YOUR GOAL: Repeat the records below exactly, beginning at the first line and finishing with the line that contains "resident_mb = mem.resident_bytes".
*** Opening of MATERIAL PROVIDED ***
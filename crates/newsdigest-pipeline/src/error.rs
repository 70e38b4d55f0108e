use newsdigest_core::Section;
use newsdigest_db::DbError;
use newsdigest_scraper::ScraperError;
use thiserror::Error;

#[derive(Debug, Error)]
pub enum IngestError {
    #[error("section listing failed: {0}")]
    Scraper(#[from] ScraperError),

    #[error("database error: {0}")]
    Db(#[from] DbError),

    #[error("no articles could be fetched for section {section}")]
    NothingFetched { section: Section },
}
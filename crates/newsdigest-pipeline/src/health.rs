//! Health probe: database reachability and process memory.

use chrono::{DateTime, Utc};
use serde::Serialize;
use sqlx::SqlitePool;

/// Page size assumed when converting `/proc/self/statm` pages to bytes.
const PAGE_SIZE_BYTES: u64 = 4096;

#[derive(Debug, Clone, Copy, PartialEq, Eq, Serialize)]
pub struct MemorySnapshot {
    pub resident_bytes: u64,
    pub virtual_bytes: u64,
}

#[derive(Debug, Clone, Serialize)]
pub struct HealthReport {
    pub database_ok: bool,
    pub database_error: Option<String>,
    /// `None` on platforms without `/proc`.
    pub memory: Option<MemorySnapshot>,
    pub checked_at: DateTime<Utc>,
}

impl HealthReport {
    #[must_use]
    pub fn is_healthy(&self) -> bool {
        self.database_ok
    }
}

/// Probe the database and sample process memory. Never fails; problems are
/// reported in the result and logged.
pub async fn check_health(pool: &SqlitePool) -> HealthReport {
    let database_error = match newsdigest_db::health_check(pool).await {
        Ok(()) => None,
        Err(e) => {
            tracing::warn!(error = %e, "health check: database unavailable");
            Some(e.to_string())
        }
    };
    let memory = memory_snapshot();
    if let Some(mem) = memory {
        tracing::info!(
            resident_mb = mem.resident_bytes / (1024 * 1024),
            database_ok = database_error.is_none(),
            "health check"
        );
    }

    HealthReport {
        database_ok: database_error.is_none(),
        database_error,
        memory,
        checked_at: Utc::now(),
    }
}

/// Current resident and virtual memory of this process, where available.
#[must_use]
pub fn memory_snapshot() -> Option<MemorySnapshot> {
    let statm = std::fs::read_to_string("/proc/self/statm").ok()?;
    parse_statm(&statm)
}

/// Parse the first two fields (total and resident pages) of `statm`.
fn parse_statm(contents: &str) -> Option<MemorySnapshot> {
    let mut fields = contents.split_whitespace();
    let virtual_pages: u64 = fields.next()?.parse().ok()?;
    let resident_pages: u64 = fields.next()?.parse().ok()?;
    Some(MemorySnapshot {
        resident_bytes: resident_pages.saturating_mul(PAGE_SIZE_BYTES),
        virtual_bytes: virtual_pages.saturating_mul(PAGE_SIZE_BYTES),
    })
}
*** Close of MATERIAL PROVIDED ***
WRITTEN SOLUTION:
filename crates/newsdigest-pipeline/src/error.rs
repository 70e38b4d55f0108e
use newsdigest_core::Section;
use newsdigest_db::DbError;
use newsdigest_scraper::ScraperError;
use thiserror::Error;

#[derive(Debug, Error)]
pub enum IngestError {
    #[error("section listing failed: {0}")]
    Scraper(#[from] ScraperError),

    #[error("database error: {0}")]
    Db(#[from] DbError),

    #[error("no articles could be fetched for section {section}")]
    NothingFetched { section: Section },
}
filename crates/newsdigest-pipeline/src/health.rs
//! Health probe: database reachability and process memory.

use chrono::{DateTime, Utc};
use serde::Serialize;
use sqlx::SqlitePool;

/// Page size assumed when converting `/proc/self/statm` pages to bytes.
const PAGE_SIZE_BYTES: u64 = 4096;

#[derive(Debug, Clone, Copy, PartialEq, Eq, Serialize)]
pub struct MemorySnapshot {
    pub resident_bytes: u64,
    pub virtual_bytes: u64,
}

#[derive(Debug, Clone, Serialize)]
pub struct HealthReport {
    pub database_ok: bool,
    pub database_error: Option<String>,
    /// `None` on platforms without `/proc`.
    pub memory: Option<MemorySnapshot>,
    pub checked_at: DateTime<Utc>,
}

impl HealthReport {
    #[must_use]
    pub fn is_healthy(&self) -> bool {
        self.database_ok
    }
}

/// Probe the database and sample process memory. Never fails; problems are
/// reported in the result and logged.
pub async fn check_health(pool: &SqlitePool) -> HealthReport {
    let database_error = match newsdigest_db::health_check(pool).await {
        Ok(()) => None,
        Err(e) => {
            tracing::warn!(error = %e, "health check: database unavailable");
            Some(e.to_string())
        }
    };
    let memory = memory_snapshot();
    if let Some(mem) = memory {
        tracing::info!(
            resident_mb = mem.resident_bytes / (1024 * 1024),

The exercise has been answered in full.